Patients and methods
A single arm, phase II trial on the efficacy of ortataxel in recurrent glioblastoma was performed to evaluate the activity of ortataxel in in terms of PFS-6. PFS, overall survival at 9 months (OS-9) after the enrolment, objective response rate (ORR), compliance, tolerability and safety were evaluated as secondary endpoints.
Results
A total of 40 GBM patients were recruited. PFS-6 was 11.4 %: four patients were alive and progression free at 6 months after the enrolment. One additional patient progressed at 5.5 months with the appearance of a new lesion but his clinical status was considered stable and therefore the clinician decided to continue the treatment with ortataxel receiving up to 18 cycles until the further disease progression. All other patients progressed in a range from 1.0 to 5.5 months from the study entry. The median follow-up was 19.9 months (IQR 12.0–32.0). Median PFS was 1.7 months (IQR 1.4–3.8). Regarding the OS-9, 29 patients out of 35 (OS-9 %: 12.8; 95%CI: 21.8–53.8) died before 9 months from the enrolment, in a range from 0.99 to 7.70 months from study enrolment. The best response to treatment was PR in only one patient that was still on treatment when the analysis was performed and SD in 9 patients (29.0%).
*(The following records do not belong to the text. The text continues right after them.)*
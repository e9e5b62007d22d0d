//! Use-Cases der Application-Layer-Orchestrierung.

pub mod location;
pub mod markers;
pub mod notice;
pub mod routing;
The most important toxicities were neutropenia, hepatotoxicity and leukopenia that occurred in 5 patients (13.2%), 5 patients (13.2%) and 6 patients (15.8%) respectively.
Conclusion
The finding that two cases responded to the drug for a long time invite us to speculate that ortataxel might be effective in a limited fraction of GBM patients with some peculiar molecular features associated to high sensitivity to the drug.